Gaga also talked about her own experience, saying that while it was also difficult for her to open up about mental illness, talking about it has helped not only her but also other people who were undergoing the same struggles as her. She added that it helps to know that you are not alone.
“We need to let our generation and other generations know if you’re feeling not well in your mind you’re not alone and people you think would never have a problem do,” Gaga said.
Prince William capped the FaceTime session by inviting Lady Gaga to come over to the UK in October so they can personally meet up and discuss the issue of mental health more.
“It would be great if, when you’re over here, we could meet and have a chat about how much more we could do to tackle this,” he said.
“I would love that,” Gaga responded. “We have to make the strongest, most relentless attempt we can to normalize mental health issues so that people feel they can come forward.”

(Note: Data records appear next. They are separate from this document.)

//! Summary statistics over valid cells

use crate::raster::{Raster, RasterElement};
use std::cmp::Ordering;
use std::fmt;

/// Basic statistics for a raster
#[derive(Debug, Clone, PartialEq)]
pub struct RasterStatistics<T> {
    pub min: Option<T>,
    pub max: Option<T>,
    pub mean: Option<f64>,
    /// Population standard deviation
    pub std_dev: Option<f64>,
    pub valid_count: usize,
    pub nodata_count: usize,
}

impl<T: fmt::Display> fmt::Display for RasterStatistics<T> {
    fn fmt(&self, f: &mut fmt::Formatter<'_>) -> fmt::Result {
        let show = |v: Option<String>| v.unwrap_or_else(|| "n/a".to_string());
        writeln!(f, "Minimum value: {}", show(self.min.as_ref().map(|v| v.to_string())))?;
        writeln!(f, "Maximum value: {}", show(self.max.as_ref().map(|v| v.to_string())))?;
        writeln!(f, "Mean: {}", show(self.mean.map(|v| format!("{:.4}", v))))?;
        write!(f, "Standard deviation: {}", show(self.std_dev.map(|v| format!("{:.4}", v))))
    }
}

/// Cell count of one value in a categorical raster
#[derive(Debug, Clone, PartialEq)]
pub struct ClassCount<T> {
    pub value: T,
    pub count: usize,
    /// Share of valid cells, 0-100
    pub percent: f64,
}

impl<T: RasterElement> Raster<T> {
    /// Calculate min, max, mean and standard deviation of valid cells
    pub fn statistics(&self) -> RasterStatistics<T> {
        let mut min: Option<T> = None;
        let mut max: Option<T> = None;
        let mut nodata_count = 0usize;

        // Welford's running mean/variance
        let mut count = 0usize;
        let mut mean = 0.0f64;
        let mut m2 = 0.0f64;

        for &value in self.data().iter() {
            if self.is_nodata(value) {
                nodata_count += 1;
                continue;
            }

            if min.map_or(true, |m| value < m) {
                min = Some(value);
            }
            if max.map_or(true, |m| value > m) {
                max = Some(value);
            }

            if let Some(v) = value.to_f64() {
                count += 1;
                let delta = v - mean;
                mean += delta / count as f64;
                m2 += delta * (v - mean);
            }
        }

        let (mean, std_dev) = if count > 0 {
            (Some(mean), Some((m2 / count as f64).sqrt()))
        } else {
            (None, None)
        };

        RasterStatistics {
            min,
            max,
            mean,
            std_dev,
            valid_count: count,
            nodata_count,
        }
    }

    /// Cell counts per distinct valid value, ascending by value
    pub fn class_counts(&self) -> Vec<ClassCount<T>> {
        let mut values: Vec<T> = self
            .data()
            .iter()
            .copied()
            .filter(|v| !self.is_nodata(*v))
            .collect();
        values.sort_by(|a, b| a.partial_cmp(b).unwrap_or(Ordering::Equal));

        let total = values.len();
        let mut classes: Vec<ClassCount<T>> = Vec::new();
        for value in values {
            match classes.last_mut() {
                Some(last) if last.value == value => last.count += 1,
                _ => classes.push(ClassCount {
                    value,
                    count: 1,
                    percent: 0.0,
                }),
            }
        }

        for class in &mut classes {
            class.percent = class.count as f64 * 100.0 / total as f64;
        }
        classes
    }

    /// Distinct valid values, ascending
    pub fn unique_values(&self) -> Vec<T> {
        self.class_counts().into_iter().map(|c| c.value).collect()
    }
}

#[cfg(test)]
mod tests {
    use super::*;
    use approx::assert_relative_eq;

    #[test]
    fn test_raster_statistics() {
        let mut raster: Raster<f32> = Raster::new(10, 10);
        for i in 0..10 {
            for j in 0..10 {
                raster.set(i, j, (i * 10 + j) as f32).unwrap();
            }
        }

        let stats = raster.statistics();
        assert_eq!(stats.min, Some(0.0));
        assert_eq!(stats.max, Some(99.0));
        assert_eq!(stats.valid_count, 100);
        assert_relative_eq!(stats.mean.unwrap(), 49.5, epsilon = 1e-9);
        // sqrt((n^2 - 1) / 12) for 0..n
        assert_relative_eq!(stats.std_dev.unwrap(), (9999.0f64 / 12.0).sqrt(), epsilon = 1e-9);
    }

    #[test]
    fn nodata_cells_are_skipped() {
        let mut raster = Raster::from_vec(vec![0u8, 3, 3, 11, 0, 21], 2, 3).unwrap();
        raster.set_nodata(Some(0));

        let stats = raster.statistics();
        assert_eq!(stats.min, Some(3));
        assert_eq!(stats.max, Some(21));
        assert_eq!(stats.valid_count, 4);
        assert_eq!(stats.nodata_count, 2);
    }

    #[test]
    fn all_nodata_has_no_mean() {
        let raster: Raster<f64> = Raster::filled(3, 3, f64::NAN);
        let stats = raster.statistics();
        assert!(stats.min.is_none());
        assert!(stats.mean.is_none());
        assert_eq!(stats.nodata_count, 9);
    }

    #[test]
    fn class_counts_and_percentages() {
        let raster = Raster::from_vec(vec![3u8, 3, 11, 21, 3, 11, 3, 21], 2, 4).unwrap();
        let classes = raster.class_counts();

        assert_eq!(raster.unique_values(), vec![3, 11, 21]);
        assert_eq!(classes[0].count, 4);
        assert_relative_eq!(classes[0].percent, 50.0);
        assert_relative_eq!(classes.iter().map(|c| c.percent).sum::<f64>(), 100.0);
    }
}
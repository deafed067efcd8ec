//! Hillshade (shaded relief)

use super::horn::map_gradient;
use geomatica_core::raster::Raster;
use geomatica_core::{Algorithm, Error, Result};

/// Sun position and output scaling for hillshade
#[derive(Debug, Clone)]
pub struct HillshadeParams {
    /// Sun azimuth in degrees (0 = North, clockwise)
    pub azimuth: f64,
    /// Sun altitude in degrees above the horizon (0-90)
    pub altitude: f64,
    pub z_factor: f64,
    /// Output range: true = 0.0-1.0, false = 0-255
    pub normalized: bool,
}

impl Default for HillshadeParams {
    /// South-west sun, 25 degrees high, normalized output
    fn default() -> Self {
        Self {
            azimuth: 225.0,
            altitude: 25.0,
            z_factor: 1.0,
            normalized: true,
        }
    }
}

/// Hillshade algorithm
#[derive(Debug, Clone, Default)]
pub struct Hillshade;

impl Algorithm for Hillshade {
    type Input = Raster<f64>;
    type Output = Raster<f64>;
    type Params = HillshadeParams;
    type Error = Error;

    fn name(&self) -> &'static str {
        "Hillshade"
    }

    fn description(&self) -> &'static str {
        "Simulated illumination of the terrain from a sun position"
    }

    fn execute(&self, input: Self::Input, params: Self::Params) -> Result<Self::Output> {
        hillshade(&input, params)
    }
}

/// Calculate hillshade from a DEM.
///
/// shade = cos(zenith) cos(slope) + sin(zenith) sin(slope) cos(azimuth - aspect),
/// clamped to [0, 1]. Edge and no-data cells are NaN.
pub fn hillshade(dem: &Raster<f64>, params: HillshadeParams) -> Result<Raster<f64>> {
    if !(0.0..=90.0).contains(&params.altitude) {
        return Err(Error::InvalidParameter {
            name: "altitude",
            value: params.altitude.to_string(),
            reason: "must be within 0-90 degrees".into(),
        });
    }

    let zenith = (90.0 - params.altitude).to_radians();
    let (sin_zenith, cos_zenith) = zenith.sin_cos();
    let azimuth = params.azimuth.to_radians();
    let scale = if params.normalized { 1.0 } else { 255.0 };

    map_gradient(dem, params.z_factor, f64::NAN, |g| {
        let slope = g.slope_rad();
        let shade = if g.is_flat() {
            cos_zenith
        } else {
            // Both angles are compass bearings, so their difference is frame-free
            cos_zenith * slope.cos() + sin_zenith * slope.sin() * (azimuth - g.bearing_rad()).cos()
        };
        let shade = shade.clamp(0.0, 1.0) * scale;
        if params.normalized {
            shade
        } else {
            shade.round()
        }
    })
}

#[cfg(test)]
mod tests {
    use super::*;
    use approx::assert_relative_eq;
    use geomatica_core::GeoTransform;

    fn facing(north: bool) -> Raster<f64> {
        let mut dem: Raster<f64> = Raster::new(8, 8);
        dem.set_transform(GeoTransform::new(0.0, 8.0, 1.0, -1.0));
        for row in 0..8 {
            for col in 0..8 {
                let z = if north { row as f64 } else { -(row as f64) };
                dem.set(row, col, z).unwrap();
            }
        }
        dem
    }

    #[test]
    fn flat_surface_gets_cos_zenith() {
        let mut dem: Raster<f64> = Raster::filled(8, 8, 50.0);
        dem.set_transform(GeoTransform::new(0.0, 8.0, 1.0, -1.0));
        let params = HillshadeParams { altitude: 45.0, ..Default::default() };
        let hs = hillshade(&dem, params).unwrap();
        assert_relative_eq!(hs.get(4, 4).unwrap(), 45f64.to_radians().sin(), epsilon = 1e-9);
    }

    #[test]
    fn slope_facing_the_sun_is_brighter() {
        let params = HillshadeParams { azimuth: 0.0, altitude: 30.0, ..Default::default() };
        let lit = hillshade(&facing(true), params.clone()).unwrap();
        let dark = hillshade(&facing(false), params).unwrap();
        assert!(lit.get(4, 4).unwrap() > dark.get(4, 4).unwrap());
    }

    #[test]
    fn byte_range_output() {
        let params = HillshadeParams { normalized: false, ..Default::default() };
        let hs = hillshade(&facing(true), params).unwrap();
        let v = hs.get(4, 4).unwrap();
        assert!((0.0..=255.0).contains(&v));
        assert_eq!(v, v.round());
        assert!(hs.get(0, 0).unwrap().is_nan());
    }

    #[test]
    fn rejects_bad_altitude() {
        let params = HillshadeParams { altitude: 120.0, ..Default::default() };
        assert!(hillshade(&facing(true), params).is_err());
    }
}
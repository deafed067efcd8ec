//! Coordinate Reference System handling

mod utm;

pub use utm::{transform_bbox, transform_point, UtmZone};

use serde::{Deserialize, Serialize};
use std::fmt;

/// EPSG code of geographic WGS84 (longitude/latitude in degrees)
pub const EPSG_WGS84: u32 = 4326;

/// Coordinate Reference System representation.
///
/// Only EPSG-identified systems take part in reprojection; WKT is carried
/// through for display.
#[derive(Debug, Clone, PartialEq, Serialize, Deserialize)]
pub struct CRS {
    epsg: Option<u32>,
    wkt: Option<String>,
}

impl CRS {
    /// Create a CRS from an EPSG code
    pub fn from_epsg(code: u32) -> Self {
        Self {
            epsg: Some(code),
            wkt: None,
        }
    }

    /// Create a CRS from a WKT string
    pub fn from_wkt(wkt: impl Into<String>) -> Self {
        Self {
            epsg: None,
            wkt: Some(wkt.into()),
        }
    }

    /// Parse `"EPSG:32719"` (case-insensitive) or a bare code like `"4326"`.
    pub fn parse(s: &str) -> Option<Self> {
        let s = s.trim();
        let code = match s.split_once(':') {
            Some((authority, code)) if authority.eq_ignore_ascii_case("epsg") => code,
            Some(_) => return None,
            None => s,
        };
        code.trim().parse().ok().map(Self::from_epsg)
    }

    /// WGS84 geographic CRS (EPSG:4326)
    pub fn wgs84() -> Self {
        Self::from_epsg(EPSG_WGS84)
    }

    /// UTM zone on WGS84 (EPSG:326xx north, 327xx south)
    pub fn utm(zone: u32, north: bool) -> Self {
        Self::from_epsg(UtmZone { zone, north }.epsg())
    }

    /// Get EPSG code if known
    pub fn epsg(&self) -> Option<u32> {
        self.epsg
    }

    /// Get WKT representation
    pub fn wkt(&self) -> Option<&str> {
        self.wkt.as_deref()
    }

    /// Whether coordinates are longitude/latitude degrees
    pub fn is_geographic(&self) -> bool {
        self.epsg == Some(EPSG_WGS84)
    }

    /// UTM zone, if this is a WGS84 / UTM system
    pub fn utm_zone(&self) -> Option<UtmZone> {
        self.epsg.and_then(UtmZone::from_epsg)
    }

    /// Check if two CRS are equivalent
    pub fn is_equivalent(&self, other: &CRS) -> bool {
        match (self.epsg, other.epsg) {
            (Some(a), Some(b)) => a == b,
            _ => matches!((&self.wkt, &other.wkt), (Some(a), Some(b)) if a == b),
        }
    }

    /// Get a string identifier for this CRS
    pub fn identifier(&self) -> String {
        if let Some(code) = self.epsg {
            return format!("EPSG:{}", code);
        }
        if let Some(wkt) = &self.wkt {
            let end = wkt.char_indices().nth(50).map(|(i, _)| i).unwrap_or(wkt.len());
            return format!("WKT:{}", &wkt[..end]);
        }
        "Unknown".to_string()
    }
}

impl fmt::Display for CRS {
    fn fmt(&self, f: &mut fmt::Formatter<'_>) -> fmt::Result {
        write!(f, "{}", self.identifier())
    }
}

impl Default for CRS {
    fn default() -> Self {
        Self::wgs84()
    }
}

#[cfg(test)]
mod tests {
    use super::*;

    #[test]
    fn test_crs_epsg() {
        let crs = CRS::from_epsg(4326);
        assert_eq!(crs.epsg(), Some(4326));
        assert_eq!(crs.identifier(), "EPSG:4326");
        assert!(crs.is_geographic());
    }

    #[test]
    fn test_crs_parse() {
        assert_eq!(CRS::parse("EPSG:32719"), Some(CRS::from_epsg(32719)));
        assert_eq!(CRS::parse("epsg:4326"), Some(CRS::wgs84()));
        assert_eq!(CRS::parse("32630"), Some(CRS::from_epsg(32630)));
        assert_eq!(CRS::parse("ESRI:102100"), None);
        assert_eq!(CRS::parse("utm"), None);
    }

    #[test]
    fn test_crs_utm_zone() {
        let crs = CRS::utm(19, false);
        assert_eq!(crs.epsg(), Some(32719));
        assert_eq!(crs.utm_zone(), Some(UtmZone { zone: 19, north: false }));
        assert!(CRS::wgs84().utm_zone().is_none());
    }

    #[test]
    fn test_crs_equivalence() {
        assert!(CRS::from_epsg(4326).is_equivalent(&CRS::wgs84()));
        assert!(!CRS::from_epsg(32719).is_equivalent(&CRS::wgs84()));
        assert!(!CRS::from_wkt("GEOGCS[..]").is_equivalent(&CRS::wgs84()));
    }
}
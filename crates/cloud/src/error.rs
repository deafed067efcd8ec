//! Error types for catalog search and remote raster reads.

use thiserror::Error;

/// Errors produced by the catalog client and band loader.
#[derive(Error, Debug)]
pub enum CloudError {
    #[error("HTTP error: {0}")]
    Http(#[from] reqwest::Error),

    #[error("server does not support Range requests for {url}")]
    RangeNotSupported { url: String },

    #[error("invalid TIFF: {reason}")]
    InvalidTiff { reason: String },

    #[error("TIFF decoding failed: {0}")]
    Tiff(#[from] tiff::TiffError),

    #[error("unsupported data type: {0}")]
    UnsupportedDataType(String),

    #[error("authentication error: {0}")]
    Auth(String),

    #[error("network error: {0}")]
    Network(String),

    #[error("bbox does not intersect raster extent")]
    BBoxOutside,

    #[error("search returned no items")]
    EmptySearch,

    #[error("asset '{asset}' not found in item '{item}'")]
    MissingAsset { item: String, asset: String },

    #[error("core error: {0}")]
    Core(#[from] geomatica_core::Error),
}

/// Result alias for cloud operations.
pub type Result<T> = std::result::Result<T, CloudError>;
//! # Geomatica Algorithms
//!
//! Analysis routines for the geomatica course units.
//!
//! ## Available Algorithm Categories
//!
//! - **terrain**: Slope, aspect, hillshade (Horn's method)
//! - **vector**: Measurements, WKT/SVG rendering, topology graphs
//! - **imagery**: Band composites, resolution illustrations, sensor tables
//! - **landcover**: MapBiomas legend and class shares
//! - **synthetic**: Reproducible synthetic elevation models

mod maybe_rayon;

pub mod imagery;
pub mod landcover;
pub mod synthetic;
pub mod terrain;
pub mod vector;

/// Prelude for convenient imports
pub mod prelude {
    pub use crate::imagery::{
        composite, BandScaling, Composite, CompositeKind, CompositeParams,
    };
    pub use crate::landcover::{class_shares, lookup, ClassShare, LandCoverClass};
    pub use crate::synthetic::{synthetic_dem, SyntheticDemParams};
    pub use crate::terrain::{
        aspect, hillshade, slope, Aspect, AspectOutput, Hillshade, HillshadeParams, Slope,
        SlopeParams, SlopeUnits,
    };
    pub use crate::vector::{
        area, centroid, length, to_svg, to_wkt, GeometryAttributes, TopologyGraph,
        TopologyParams,
    };
    pub use geomatica_core::prelude::*;
}
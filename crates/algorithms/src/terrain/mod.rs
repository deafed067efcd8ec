//! Terrain derivatives of a DEM
//!
//! - Slope: rate of change of elevation
//! - Aspect: direction of steepest descent
//! - Hillshade: shaded relief for a given sun position
//!
//! All three share the Horn 3x3 gradient and expect a projected DEM whose
//! cell size is in the same unit as the elevations.

mod aspect;
mod hillshade;
mod horn;
mod slope;

pub use aspect::{aspect, Aspect, AspectOutput, FLAT_ASPECT};
pub use hillshade::{hillshade, Hillshade, HillshadeParams};
pub use slope::{slope, Slope, SlopeParams, SlopeUnits};
//! Geometries used throughout the vector unit

use geo::{
    line_string, point, polygon, Geometry, LineString, MultiLineString, MultiPoint, MultiPolygon,
    Point, Polygon,
};
use geomatica_core::{Feature, FeatureCollection};

pub fn point() -> Point<f64> {
    point!(x: 0.0, y: 0.0)
}

pub fn line() -> LineString<f64> {
    line_string![(x: 0.0, y: 0.0), (x: 1.0, y: 1.0), (x: 2.0, y: 0.0)]
}

fn unit_square_at(x: f64) -> Polygon<f64> {
    polygon![(x: x, y: 0.0), (x: x + 1.0, y: 0.0), (x: x + 1.0, y: 1.0), (x: x, y: 1.0), (x: x, y: 0.0)]
}

pub fn unit_square() -> Polygon<f64> {
    unit_square_at(0.0)
}

/// Irregular polygon of the area exercise
pub fn practice_polygon() -> Polygon<f64> {
    polygon![
        (x: 3.0, y: 5.0),
        (x: 5.0, y: 3.0),
        (x: 6.0, y: 9.0),
        (x: 5.0, y: 7.0),
        (x: 3.0, y: 6.0),
        (x: 3.0, y: 5.0),
    ]
}

pub fn multi_point() -> MultiPoint<f64> {
    MultiPoint::from(vec![(0.0, 0.0), (1.0, 1.0), (2.0, 0.0)])
}

pub fn multi_line() -> MultiLineString<f64> {
    MultiLineString::new(vec![
        line_string![(x: 0.0, y: 0.0), (x: 1.0, y: 1.0)],
        line_string![(x: 2.0, y: 0.0), (x: 3.0, y: 1.0)],
    ])
}

pub fn multi_polygon() -> MultiPolygon<f64> {
    MultiPolygon::new(vec![unit_square_at(0.0), unit_square_at(2.0)])
}

/// 4x4 square with a centred 2x2 hole
pub fn polygon_with_hole() -> Polygon<f64> {
    polygon!(
        exterior: [(x: 0.0, y: 0.0), (x: 4.0, y: 0.0), (x: 4.0, y: 4.0), (x: 0.0, y: 4.0), (x: 0.0, y: 0.0)],
        interiors: [[(x: 1.0, y: 1.0), (x: 3.0, y: 1.0), (x: 3.0, y: 3.0), (x: 1.0, y: 3.0), (x: 1.0, y: 1.0)]],
    )
}

/// Every geometry of the unit with its label, in presentation order
pub fn gallery() -> Vec<(&'static str, Geometry<f64>)> {
    vec![
        ("point", point().into()),
        ("line", line().into()),
        ("polygon", unit_square().into()),
        ("practice_polygon", practice_polygon().into()),
        ("multipoint", multi_point().into()),
        ("multiline", multi_line().into()),
        ("multipolygon", multi_polygon().into()),
        ("polygon_with_hole", polygon_with_hole().into()),
    ]
}

/// Road-network nodes A-E
pub fn network_nodes() -> FeatureCollection {
    [
        ("A", 0.0, 0.0),
        ("B", 4.0, 0.0),
        ("C", 4.0, 3.0),
        ("D", 0.0, 2.0),
        ("E", 7.0, 2.0),
    ]
    .into_iter()
    .map(|(name, x, y)| Feature::named(name, point!(x: x, y: y)))
    .collect()
}

/// Arcs between the network nodes, each with a distinct length.
///
/// The last arc ends away from every node and does not join the graph.
pub fn network_arcs() -> FeatureCollection {
    let arc = |name: &str, coords: &[(f64, f64)]| Feature::named(name, LineString::from(coords.to_vec()));
    [
        arc("A-B", &[(0.0, 0.0), (4.0, 0.0)]),
        arc("B-C", &[(4.0, 0.0), (4.0, 3.0)]),
        arc("C-D", &[(4.0, 3.0), (0.0, 2.0)]),
        arc("D-A", &[(0.0, 2.0), (0.0, 0.0)]),
        arc("A-C", &[(0.0, 0.0), (4.0, 3.0)]),
        arc("B-E", &[(4.0, 0.0), (7.0, 2.0)]),
        arc("C-E", &[(4.0, 3.0), (7.0, 2.0)]),
        arc("A-X", &[(0.0, 0.0), (9.0, 9.0)]),
    ]
    .into_iter()
    .collect()
}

William’s FaceTime session with Gaga came just a day after his brother Prince Harry opened up about his own struggles during an interview with the Daily Telegraph.
Harry talked about how he tried to keep his emotions in check for many years following the death of his mother Princess Diana two decades ago, which he said had negative consequences for him emotionally down the line.
“I can safely say that losing my mum at the age of 12, and therefore shutting down all of my emotions for the last 20 years, has had a quite serious effect on not only my personal life but my work as well.”
“I have probably been very close to a complete breakdown on numerous occasions when all sorts of grief and all sorts of lies and misconceptions and everything are coming to you from every angle.”